Introduction: My Journey with the Psalms

The Psalms have been perhaps my most consistent and steadfast partner throughout my Christian walk. For the past half-decade or so, since my earliest days as a Christian, I have made it a practice to read the Psalms daily and programmatically: twice a day—morning and evening–and through the whole book in a month. Of course, my consistency with this has waxed and waned, and it has never been perfect. Yet, that has never been the point. Rather, the point is that the Psalms have been spiritual nourishment for me, and every time I spend time with them God’s grace and power and love become present and begin to scintillate.

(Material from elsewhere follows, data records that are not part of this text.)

use chemresolve_rust::classify::classify_input;
use chemresolve_rust::data::types::{InputKind, StructureRequest};
use chemresolve_rust::providers::lookup::MockLookup;
use chemresolve_rust::{explain, CompoundDictionary, GroupPatternTable, StructurePipeline};

use chem_oracle::FixtureOracle;
use serde_json::to_string_pretty;

#[tokio::main]
async fn main() {
    // Cargar variables de entorno desde .env si existe
    let _ = dotenvy::dotenv();

    // Demo offline: oráculo fixture + lookup mudo. Ejercita las dos
    // operaciones del contrato sin red ni motor de química real.
    let oracle = FixtureOracle::new();
    let lookup = MockLookup::empty();
    let dictionary = CompoundDictionary::builtin();
    let groups = GroupPatternTable::builtin();
    let pipeline = StructurePipeline::new(&oracle, &lookup, &dictionary, &groups);

    let requests = [
        StructureRequest { structure: "CCO".into(), input_type: InputKind::Notation },
        StructureRequest { structure: "aspirin".into(), input_type: InputKind::Name },
        StructureRequest { structure: "caffeine".into(), input_type: InputKind::Name },
        StructureRequest { structure: "C1CC".into(), input_type: InputKind::Notation },
        StructureRequest { structure: "".into(), input_type: InputKind::Name },
    ];

    for request in &requests {
        // La heurística es consultiva; la clase declarada en la petición manda.
        let guessed = classify_input(&request.structure, &oracle);
        let record = pipeline.resolve_request(request).await;
        println!(
            "--- Resolve {:?} (declared {:?}, heuristic {:?}) ---",
            request.structure, request.input_type, guessed
        );
        println!("{}", to_string_pretty(&record).unwrap_or_default());
        if !record.is_failure() {
            let response = explain::explain(&record);
            println!("--- Explain ---");
            println!("{}", response.explanation);
        }
        println!();
    }

    // Demo con RDKit y PubChem reales – opt-in, requiere feature
    // `python-rdkit` y red.
    if std::env::var("CHEMRESOLVE_RUN_LIVE_DEMO").ok().as_deref() == Some("1") {
        run_live_demo().await;
    } else {
        eprintln!("[LIVE DEMO] Skipping (set CHEMRESOLVE_RUN_LIVE_DEMO=1 to enable)");
    }
}

#[cfg(feature = "python-rdkit")]
async fn run_live_demo() {
    use chem_oracle::RdkitOracle;
    use chemresolve_rust::config::CONFIG;
    use chemresolve_rust::providers::lookup::PubChemLookup;

    let oracle = match RdkitOracle::init() {
        Ok(o) => o,
        Err(e) => {
            eprintln!("[LIVE DEMO] RDKit unavailable: {e}");
            return;
        }
    };
    let lookup = match PubChemLookup::new(&CONFIG.lookup) {
        Ok(l) => l,
        Err(e) => {
            eprintln!("[LIVE DEMO] lookup client failed: {e}");
            return;
        }
    };
    let dictionary = CompoundDictionary::builtin();
    let groups = GroupPatternTable::builtin();
    let pipeline = StructurePipeline::new(&oracle, &lookup, &dictionary, &groups);

    let record = pipeline.resolve("ibuprofen", InputKind::Name).await;
    println!("[LIVE DEMO] ibuprofen:");
    println!("{}", to_string_pretty(&record).unwrap_or_default());
}

#[cfg(not(feature = "python-rdkit"))]
async fn run_live_demo() {
    eprintln!("[LIVE DEMO] Built without the python-rdkit feature; nothing to run");
}
//! Oráculo real respaldado por RDKit vía Python.
//!
//! El módulo `python/rdkit_wrapper.py` se embebe en el binario y se carga
//! una sola vez por proceso; cada operación toma el GIL, invoca la función
//! correspondiente y traduce la excepción (si la hay) a [`OracleError`].
//! Requiere un intérprete con el paquete `rdkit` instalado.

use pyo3::ffi::c_str;
use pyo3::prelude::*;
use pyo3::types::PyModule;
use std::ffi::CString;
use std::sync::OnceLock;

use crate::{EmbedMethod, ForceField, MoleculeOracle, OracleError};

static WRAPPER_MODULE: OnceLock<Py<PyModule>> = OnceLock::new();

fn load_module(py: Python<'_>) -> PyResult<()> {
    let code = CString::new(include_str!("../python/rdkit_wrapper.py"))?;
    let module = PyModule::from_code(py, code.as_c_str(), c_str!("rdkit_wrapper.py"), c_str!("rdkit_wrapper"))?;
    WRAPPER_MODULE.set(module.unbind()).ok();
    Ok(())
}

fn module(py: Python<'_>) -> PyResult<Py<PyModule>> {
    WRAPPER_MODULE
        .get()
        .map(|m| m.clone_ref(py))
        .ok_or_else(|| PyErr::new::<pyo3::exceptions::PyRuntimeError, _>("RdkitOracle::init() must run first"))
}

/// Grafo molecular: referencia a un objeto `Mol` de RDKit.
#[derive(Debug)]
pub struct PyMol(Py<PyAny>);

impl Clone for PyMol {
    fn clone(&self) -> Self {
        Python::attach(|py| PyMol(self.0.clone_ref(py)))
    }
}

/// Extrae una cadena llamando a una función del wrapper con el mol como
/// único argumento.
fn string_op(name: &str, mol: &PyMol) -> PyResult<String> {
    Python::attach(|py| {
        let m = module(py)?;
        let value: String = m.bind(py).getattr(name)?.call1((&mol.0,))?.extract()?;
        Ok(value)
    })
}

/// Variante numérica de [`string_op`].
fn float_op(name: &str, mol: &PyMol) -> PyResult<f64> {
    Python::attach(|py| {
        let m = module(py)?;
        let value: f64 = m.bind(py).getattr(name)?.call1((&mol.0,))?.extract()?;
        Ok(value)
    })
}

/// Oráculo respaldado por RDKit. Sin estado propio: el módulo Python se
/// comparte a nivel de proceso.
pub struct RdkitOracle {
    _private: (),
}

impl RdkitOracle {
    /// Carga el módulo wrapper (y con él RDKit). Falla si el intérprete no
    /// tiene `rdkit` disponible.
    pub fn init() -> Result<Self, OracleError> {
        Python::attach(load_module).map_err(|e| OracleError::Engine(format!("RDKit init: {e}")))?;
        Ok(Self { _private: () })
    }
}

impl MoleculeOracle for RdkitOracle {
    type Mol = PyMol;

    fn parse(&self, notation: &str) -> Result<PyMol, OracleError> {
        Python::attach(|py| {
            let m = module(py)?;
            let mol = m.bind(py).getattr("parse")?.call1((notation,))?;
            Ok(PyMol(mol.unbind()))
        })
        .map_err(|e: PyErr| OracleError::Parse(e.to_string()))
    }

    fn sanitize(&self, mol: &PyMol) -> Result<(), OracleError> {
        Python::attach(|py| -> PyResult<()> {
            let m = module(py)?;
            m.bind(py).getattr("sanitize")?.call1((&mol.0,))?;
            Ok(())
        })
        .map_err(|e| OracleError::Sanitize(e.to_string()))
    }

    fn canonical_notation(&self, mol: &PyMol) -> Result<String, OracleError> {
        string_op("canonical", mol).map_err(|e| OracleError::Engine(e.to_string()))
    }

    fn formula(&self, mol: &PyMol) -> Result<String, OracleError> {
        string_op("formula", mol).map_err(|e| OracleError::Engine(e.to_string()))
    }

    fn weight(&self, mol: &PyMol) -> Result<f64, OracleError> {
        float_op("weight", mol).map_err(|e| OracleError::Engine(e.to_string()))
    }

    fn exact_mass(&self, mol: &PyMol) -> Result<f64, OracleError> {
        float_op("exact_mass", mol).map_err(|e| OracleError::Engine(e.to_string()))
    }

    fn standard_identifier(&self, mol: &PyMol) -> Result<String, OracleError> {
        string_op("inchi", mol).map_err(|e| OracleError::Engine(e.to_string()))
    }

    fn layout_2d(&self, mol: &PyMol) -> Result<String, OracleError> {
        string_op("layout_2d", mol).map_err(|e| OracleError::Engine(e.to_string()))
    }

    fn render_svg(&self, mol: &PyMol) -> Result<String, OracleError> {
        string_op("render_svg", mol).map_err(|e| OracleError::Engine(e.to_string()))
    }

    fn match_count(&self, mol: &PyMol, pattern: &str) -> Result<usize, OracleError> {
        Python::attach(|py| {
            let m = module(py)?;
            m.bind(py).getattr("match_count")?.call1((&mol.0, pattern))?.extract()
        })
        .map_err(|e: PyErr| OracleError::Pattern(e.to_string()))
    }

    fn add_hydrogens(&self, mol: &PyMol) -> Result<PyMol, OracleError> {
        Python::attach(|py| {
            let m = module(py)?;
            let with_h = m.bind(py).getattr("add_hydrogens")?.call1((&mol.0,))?;
            Ok(PyMol(with_h.unbind()))
        })
        .map_err(|e: PyErr| OracleError::Engine(e.to_string()))
    }

    fn embed_3d(&self, mol: &mut PyMol, method: EmbedMethod, seed: u64) -> Result<(), OracleError> {
        let method_name = match method {
            EmbedMethod::Etkdg3 => "etkdg3",
            EmbedMethod::Etkdg2 => "etkdg2",
            EmbedMethod::RandomCoords => "random",
        };
        Python::attach(|py| -> PyResult<()> {
            let m = module(py)?;
            m.bind(py).getattr("embed")?.call1((&mol.0, method_name, seed))?;
            Ok(())
        })
        .map_err(|e| OracleError::Embed(e.to_string()))
    }

    fn optimize(&self, mol: &mut PyMol, forcefield: ForceField) -> Result<(), OracleError> {
        let ff_name = match forcefield {
            ForceField::Mmff94 => "mmff94",
            ForceField::Uff => "uff",
        };
        Python::attach(|py| -> PyResult<()> {
            let m = module(py)?;
            m.bind(py).getattr("optimize")?.call1((&mol.0, ff_name))?;
            Ok(())
        })
        .map_err(|e| OracleError::ForceField(e.to_string()))
    }

    fn molblock_3d(&self, mol: &PyMol) -> Result<String, OracleError> {
        string_op("molblock_3d", mol).map_err(|e| OracleError::Engine(e.to_string()))
    }
}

This said, I like to work my way through a book on the Psalms every once in a while in order to deepen and broaden my devotional appreciation. The first I ever read—a while back by now—was a work by N. T. Wright called The Case for the Psalms. It is a short, very accessible, and unique book. In it Wright characterizes the Psalms as poems that transform the reader/pray-er/singer; they reorient the imagination around what God was ultimately up to in Jesus Christ. In other words, they point to the Messiah and his work. As Wright beautifully puts it, “They are God’s gifts to us so that we can be shaped as his gifts to the world.”1 Later I would read another book called The Psalter Reclaimed by Gordon Wenham. It is a wonderful little book comprised of a series of lectures reworked into essays. It is somewhat more academic (and therefore perhaps less interesting to the lay-reader) than Wright’s book, but not overly-technical. Especially interesting is his essay incorporating speech-act theory into an understanding of what exactly is happening when the Psalms are individually or corporately sung and prayed.